The Department supports H.R. 6142 with amendments described later in this testimony. We would like to note that there are currently 23 previously authorized studies for potential units of the National Park System, potential new National Heritage Areas, and potential additions to the National Trails System that have not yet been transmitted to Congress.
The National Trails System currently includes 30 congressionally designated national scenic trails and national historic trails spanning over 55,000 miles across the nation. National scenic trails display significant characteristics of the nation’s physiographic regions. They provide for outdoor recreation and for the conservation and enjoyment of scenic, historic, natural or cultural qualities.
The Buckeye Trail is comprised of a system of routes creating a loop extending approximately 1,454 miles from Lake Erie to the Ohio River, through the farmland of northwest Ohio, the hills of Appalachia, the Black Hand sandstone cliffs of the Hocking Hills region, and the Bluegrass region of southwest Ohio. H.R. 6142 would authorize a study of the Buckeye Trail to be conducted in accordance with the criteria for national scenic trail studies under the National Trails System Act and would include a determination as to whether it would be physically and financially feasible to develop a trail along the route being studied.
While the Department supports authorizing this feasibility study, we would appreciate the opportunity to work with the bill sponsor and the Subcommittee to ensure that the bill provides the necessary flexibility to assign responsibility for the study to the appropriate Federal land management agency and to consider the most appropriate options for the potential administration of the trail. A significant portion of the Buckeye Trail in Ohio overlaps with the authorized route of the existing North Country National Scenic Trail that is administered by the National Park Service. A portion of the trail route is also located on lands owned and managed by the U.S. Forest Service. Regardless of which agency conducts the study, that agency will be required to consult with all other affected land management agencies, as provided for in the National Trails System Act.

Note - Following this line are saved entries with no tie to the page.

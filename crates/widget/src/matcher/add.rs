//! Add-to-cart target selection.
//!
//! Given a parsed add-to-cart query, narrow the catalog down to candidate
//! products, score them, and pick the variant to add. When the best score
//! stays below the confidence threshold the assistant refuses to guess and
//! asks the user to clarify instead of adding a wrong item.

use vocalshop_core::{Catalog, ParsedQuery, Product, Variant};

use super::{MatchPolicy, color_matches, type_matches};
use crate::nlu::normalize;

/// Outcome of the add-to-cart selection.
#[derive(Debug, Clone)]
pub enum AddOutcome {
    /// A product/variant was selected with enough confidence.
    Selected(AddSelection),
    /// Confidence too low (or nothing to add): ask the user to clarify.
    NeedsClarification { message: String },
}

/// The product/variant chosen for the cart.
#[derive(Debug, Clone)]
pub struct AddSelection {
    pub product: Product,
    pub variant: Variant,
    pub quantity: u32,
    /// Set when the chosen variant's size differs from the requested one,
    /// so the confirmation message can report the substitution.
    pub substituted_size: Option<String>,
    pub score: i32,
}

/// Pick the product and variant to add for an add-to-cart query.
#[must_use]
pub fn choose_add_target(
    catalog: &Catalog,
    query: &ParsedQuery,
    policy: &MatchPolicy,
) -> AddOutcome {
    if catalog.is_empty() {
        return AddOutcome::NeedsClarification {
            message: "Je n'ai pas trouve de produit a ajouter.".to_string(),
        };
    }

    let candidates = narrow_candidates(catalog.products(), query);

    // Stable max: catalog order breaks ties.
    let mut best: Option<(&Product, i32)> = None;
    for product in candidates {
        let score = score_candidate(product, query);
        if best.is_none_or(|(_, best_score)| score > best_score) {
            best = Some((product, score));
        }
    }

    let Some((product, score)) = best else {
        return AddOutcome::NeedsClarification {
            message: "Je n'ai pas trouve de produit a ajouter.".to_string(),
        };
    };

    if score < policy.add_score_threshold {
        return AddOutcome::NeedsClarification {
            message: "Je ne suis pas sur du produit a ajouter. Precise le type, la couleur \
                      ou la taille (par exemple : \"mets au panier la chemise bleue en M\")."
                .to_string(),
        };
    }

    let variant = select_variant(product, query.size.as_deref());
    let substituted_size = query.size.as_deref().and_then(|requested| {
        if variant_title_matches(variant, requested) {
            None
        } else {
            Some(variant.title.clone())
        }
    });

    AddOutcome::Selected(AddSelection {
        product: product.clone(),
        variant: variant.clone(),
        quantity: query.quantity_or_default(),
        substituted_size,
        score,
    })
}

/// Narrow by type then color. Each filter is only applied when it leaves at
/// least one candidate; otherwise the unfiltered set is kept.
fn narrow_candidates<'a>(products: &'a [Product], query: &ParsedQuery) -> Vec<&'a Product> {
    let mut candidates: Vec<&Product> = products.iter().collect();

    if let Some(product_type) = &query.product_type {
        let filtered: Vec<&Product> = candidates
            .iter()
            .copied()
            .filter(|p| type_matches(&normalize(&p.haystack()), product_type))
            .collect();
        if !filtered.is_empty() {
            candidates = filtered;
        }
    }
    if let Some(color) = &query.color {
        let filtered: Vec<&Product> = candidates
            .iter()
            .copied()
            .filter(|p| color_matches(&normalize(&p.haystack()), color))
            .collect();
        if !filtered.is_empty() {
            candidates = filtered;
        }
    }
    candidates
}

/// Additive confidence score for one candidate.
fn score_candidate(product: &Product, query: &ParsedQuery) -> i32 {
    let haystack = normalize(&product.haystack());
    let mut score = 0;

    if let Some(product_type) = &query.product_type {
        if type_matches(&haystack, product_type) {
            score += 3;
        } else {
            score -= 3;
        }
    }
    if let Some(color) = &query.color {
        if color_matches(&haystack, color) {
            score += 3;
        } else {
            score -= 4;
        }
    }
    if let Some(size) = &query.size {
        let matching: Vec<&Variant> = product
            .variants
            .iter()
            .filter(|v| variant_title_matches(v, size))
            .collect();
        if matching.iter().any(|v| v.available) {
            score += 3;
        } else if !matching.is_empty() {
            score += 1;
        }
    }
    score
}

/// Case- and diacritic-insensitive size match on a variant title, also
/// accepting the "taille X" labelling and plain substring containment.
fn variant_title_matches(variant: &Variant, size: &str) -> bool {
    let title = normalize(&variant.title);
    let wanted = normalize(size);
    title == wanted || title == format!("taille {wanted}") || title.contains(&wanted)
}

/// Variant choice within the selected product: exact size match if
/// available, then substring match if available, then the first available
/// variant, then the first variant regardless of availability.
fn select_variant<'a>(product: &'a Product, size: Option<&str>) -> &'a Variant {
    if let Some(size) = size {
        let wanted = normalize(size);
        let exact = product.variants.iter().find(|v| {
            let title = normalize(&v.title);
            v.available && (title == wanted || title == format!("taille {wanted}"))
        });
        if let Some(variant) = exact {
            return variant;
        }
        let loose = product
            .variants
            .iter()
            .find(|v| v.available && normalize(&v.title).contains(&wanted));
        if let Some(variant) = loose {
            return variant;
        }
    }
    product
        .first_available_variant()
        .or_else(|| product.variants.first())
        .unwrap_or_else(|| unreachable!("catalog validation guarantees at least one variant"))
}
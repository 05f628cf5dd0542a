//! WebSocket transport for the listening session.
//!
//! Recognition happens in the browser; this socket carries transcript
//! events server-side so the idle timeout and cancellation live in one
//! place. The socket never touches the cart: once the session finalizes,
//! the server replies with the final transcript and a parse preview, and
//! the widget POSTs `/api/assistant` over plain HTTP where the session
//! cookie applies.

use axum::{
    extract::{
        State,
        ws::{Message, WebSocket, WebSocketUpgrade},
    },
    response::Response,
};
use serde::{Deserialize, Serialize};
use tracing::{debug, warn};
use vocalshop_core::ParsedQuery;

use crate::nlu;
use crate::speech::{SessionEvent, SpeechSession, TranscriptEvent};
use crate::state::AppState;

/// Messages the widget sends over the socket.
#[derive(Debug, Deserialize)]
#[serde(tag = "type", rename_all = "snake_case")]
enum ClientMessage {
    Interim { text: String },
    Final { text: String },
    Stop,
    Cancel,
}

/// Messages the server sends back.
#[derive(Debug, Serialize)]
#[serde(tag = "type", rename_all = "snake_case")]
enum ServerMessage {
    /// Listening ended; `query` is a preview of how the transcript parses.
    FinalTranscript { text: String, query: ParsedQuery },
    Cancelled,
}

/// Upgrade to a listening session socket.
pub async fn upgrade(State(state): State<AppState>, ws: WebSocketUpgrade) -> Response {
    ws.on_upgrade(move |socket| run_session(state, socket))
}

async fn run_session(state: AppState, mut socket: WebSocket) {
    let (session, mut events) =
        SpeechSession::start(state.config().speech_idle_timeout);

    let outcome = loop {
        tokio::select! {
            event = events.recv() => {
                // The session task always emits exactly one event.
                break event.unwrap_or(SessionEvent::Cancelled);
            }
            message = socket.recv() => match message {
                Some(Ok(Message::Text(text))) => {
                    match serde_json::from_str::<ClientMessage>(&text) {
                        Ok(ClientMessage::Interim { text }) => {
                            session.push(TranscriptEvent::Interim(text)).await;
                        }
                        Ok(ClientMessage::Final { text }) => {
                            session.push(TranscriptEvent::Final(text)).await;
                        }
                        Ok(ClientMessage::Stop) => session.stop().await,
                        Ok(ClientMessage::Cancel) => session.cancel().await,
                        Err(error) => {
                            debug!(%error, "ignoring malformed speech message");
                        }
                    }
                }
                Some(Ok(Message::Close(_))) | None => {
                    session.cancel().await;
                    break events.recv().await.unwrap_or(SessionEvent::Cancelled);
                }
                Some(Ok(_)) => {}
                Some(Err(error)) => {
                    warn!(%error, "speech socket error");
                    session.cancel().await;
                    break events.recv().await.unwrap_or(SessionEvent::Cancelled);
                }
            },
        }
    };

    let reply = match outcome {
        SessionEvent::Finalized(text) => {
            let query = nlu::parse_utterance(&text, state.policy().price_around_margin);
            ServerMessage::FinalTranscript { text, query }
        }
        SessionEvent::Cancelled => ServerMessage::Cancelled,
    };

    match serde_json::to_string(&reply) {
        Ok(json) => {
            if let Err(error) = socket.send(Message::Text(json.into())).await {
                debug!(%error, "speech socket closed before final message");
            }
        }
        Err(error) => warn!(%error, "failed to serialize speech reply"),
    }
    let _ = socket.send(Message::Close(None)).await;
}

We would be happy to work with the bill sponsor, the Subcommittee, and our colleagues with the U.S. Forest Service in the Department of Agriculture to determine what, if any, amendments may be needed to provide the necessary flexibility in the bill language.
Chairman Neguse, this concludes my statement. I would be pleased to answer any questions you or other members of the Subcommittee may have.